USA / New Jersey / West New York / New York City, New York / Madison Avenue, 242-246
 interesting place, apartment building

210-foot, 16-story cooperative-apartment building completed in 1916. Designed by Arthur Loomis Harmon as an office building, it was converted to a cooperative in 1984, with 180 apartments. Both main facades are clad in brown brick above a 3-story limestone base. The east facade on the avenue is six bays wide. At the ground floor, the main entrance is at the south end, with metal-and-glass doors covered by a red canvas awning that projects out over the sidewalk. The building address 244 is mounted above the canopy in silver numbers, and also on the wall, to the right, in gold numbers. A modernized storefront of glass and stainless steel is in the northern bay, wrapping around the corner to the north facade. In the middle, five 2-story piers with Corinthian capitals divide a series of small storefronts, and support an entablature with a carved frieze and dentiled cornice. The four center storefronts have red box awnings topped by metal grilles. Above these, black iron spandrels adorned with swags separate the 2nd floor, which has wide 3-over-2 windows with transoms in the four middle bays. The end bays at the 2nd floor have similar square 2-over-3 windows with transoms, as do all six bays on the 3rd floor. At the top of the base are rows of swags and rosettes, along with carved urns and ribbons in soft relief, capped by a band course.

The upper floors have the same style of windows in the end bays, while the middle bays have pairs of narrower 2-over-2 windows with transoms. All the windows in the upper floors have stone sills, and some have metal vents cut below. At the 14th floor the windows revert to six square openings of the same size, like those on the 3rd floor. The tops of the piers at this floor have stone panels with swags and ribbons. The top two floors are faced in limestone, with 2-story fluted piers, doubled around the end bays. Shallow round-arches are cut above the windows at the top of the 16th floor. Stone medallions decorate the spaces above the doubled piers at the end bays, and a simple coping caps the roof line.

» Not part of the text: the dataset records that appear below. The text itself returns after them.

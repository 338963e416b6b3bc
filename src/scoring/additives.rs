//! Additive risk penalty (0-30)

use crate::models::Additive;

/// A single hazardous additive already saturates the penalty
pub const MAX_ADDITIVE_PENALTY: u32 = 30;

/// Sum the per-additive risk penalties, capped at [`MAX_ADDITIVE_PENALTY`]
pub fn additive_penalty(additives: &[Additive]) -> u32 {
    let total: u32 = additives.iter().map(Additive::penalty).sum();
    total.min(MAX_ADDITIVE_PENALTY)
}
//! Additive catalog
//!
//! Reference risk levels and display names for E-number additives, and
//! parsing of product-feed additive tags. The scoring engine does not depend
//! on this catalog; it works with any risk assignment.

pub mod tables;
pub mod tags;

pub use tables::{display_name, risk_level_for, UNCATALOGUED_RISK};
pub use tags::{normalize_additive_code, parse_additive_tag, parse_additive_tags};
//! Nutritional quality sub-score (0-60)

use super::thresholds::{
    points, CALORIE_THRESHOLDS, FIBER_THRESHOLDS, PROTEIN_THRESHOLDS, SALT_THRESHOLDS,
    SATURATED_FAT_THRESHOLDS, SUGAR_THRESHOLDS,
};
use crate::models::NutrientProfile;

pub const MAX_NUTRITIONAL_SCORE: f64 = 60.0;

/// Sub-score used when a product has no nutrient data at all
pub const UNKNOWN_NUTRITION_SCORE: f64 = 30.0;

/// Largest possible negative point total (4 tables x 10)
const MAX_NEGATIVE_POINTS: f64 = 40.0;
/// Width of the raw score domain [-40, 13]
const RAW_SCORE_SPAN: f64 = 53.0;

/// Negative points: energy, sugar, saturated fat and salt
pub fn negative_points(profile: &NutrientProfile) -> u32 {
    points(profile.calories_for_scoring(), &CALORIE_THRESHOLDS)
        + points(profile.sugar_for_scoring(), &SUGAR_THRESHOLDS)
        + points(profile.saturated_fat_for_scoring(), &SATURATED_FAT_THRESHOLDS)
        + points(profile.salt_for_scoring(), &SALT_THRESHOLDS)
}

/// Positive points: protein and fiber
pub fn positive_points(profile: &NutrientProfile) -> u32 {
    points(profile.protein_for_scoring(), &PROTEIN_THRESHOLDS)
        + points(profile.fiber_for_scoring(), &FIBER_THRESHOLDS)
}

/// Calculate the nutritional quality sub-score
///
/// The raw score (positive minus negative points) is mapped linearly from
/// [-40, 13] onto [0, 60]. The result is left unrounded; rounding happens
/// once, when the final score is composed.
pub fn nutritional_score(profile: Option<&NutrientProfile>) -> f64 {
    let Some(profile) = profile else {
        return UNKNOWN_NUTRITION_SCORE;
    };

    let raw = positive_points(profile) as f64 - negative_points(profile) as f64;
    let normalized = ((raw + MAX_NEGATIVE_POINTS) / RAW_SCORE_SPAN) * MAX_NUTRITIONAL_SCORE;

    normalized.clamp(0.0, MAX_NUTRITIONAL_SCORE)
}

#[cfg(test)]
mod tests {
    use super::*;

    fn approx(a: f64, b: f64) -> bool {
        (a - b).abs() < 1e-9
    }

    #[test]
    fn test_absent_profile_uses_midpoint() {
        assert_eq!(nutritional_score(None), 30.0);
    }

    #[test]
    fn test_zero_profile_differs_from_absent() {
        let score = nutritional_score(Some(&NutrientProfile::zero()));
        assert!(approx(score, 40.0 / 53.0 * 60.0));
        assert!((score - 45.283).abs() < 0.001);
    }

    #[test]
    fn test_worst_case_is_zero() {
        let profile = NutrientProfile {
            calories: 5000.0,
            sugar: 90.0,
            saturated_fat: 40.0,
            salt: 5.0,
            ..NutrientProfile::zero()
        };
        assert_eq!(negative_points(&profile), 40);
        assert_eq!(nutritional_score(Some(&profile)), 0.0);
    }

    #[test]
    fn test_best_case_stays_within_range() {
        let profile = NutrientProfile {
            protein: 30.0,
            fiber: 12.0,
            ..NutrientProfile::zero()
        };
        assert_eq!(positive_points(&profile), 10);
        let score = nutritional_score(Some(&profile));
        assert!(approx(score, 50.0 / 53.0 * 60.0));
        assert!(score <= MAX_NUTRITIONAL_SCORE);
    }

    #[test]
    fn test_mixed_profile() {
        // plain yogurt-like product
        let profile = NutrientProfile {
            calories: 60.0,
            sugar: 4.7,
            fat: 3.3,
            saturated_fat: 2.1,
            salt: 0.1,
            protein: 3.5,
            fiber: 0.0,
            ..NutrientProfile::zero()
        };
        assert_eq!(negative_points(&profile), 4);
        assert_eq!(positive_points(&profile), 2);
        assert!(approx(nutritional_score(Some(&profile)), 38.0 / 53.0 * 60.0));
    }

    #[test]
    fn test_fat_does_not_affect_score() {
        let lean = NutrientProfile::zero();
        let fatty = NutrientProfile {
            fat: 80.0,
            ..NutrientProfile::zero()
        };
        assert_eq!(nutritional_score(Some(&lean)), nutritional_score(Some(&fatty)));
    }
}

The north facade on 38th Street matches that on the avenue, with the exception of the western bay, which is split into two narrower windows like the middle bays, instead of matching the wider openings of the other end bays. At the ground floor the modernized storefront has stainless steel piers replacing the original limestone in the middle section. Between the metal vents, the piers are ornamented with vertical panels of colored tiles. The far western bay is clad in dark-grey stone and metal at the ground floor, with a small, red, pointed canopy above the commercial doorway. The plate-glass of the modern storefront is tallest at the east end, and narrows as it slants to the west, with translucent green panels encroaching from the top and bottom the further it goes.

The ground floor is occupied by Jewels of Madison, Madison Avenue Liquors, and The UPS Store.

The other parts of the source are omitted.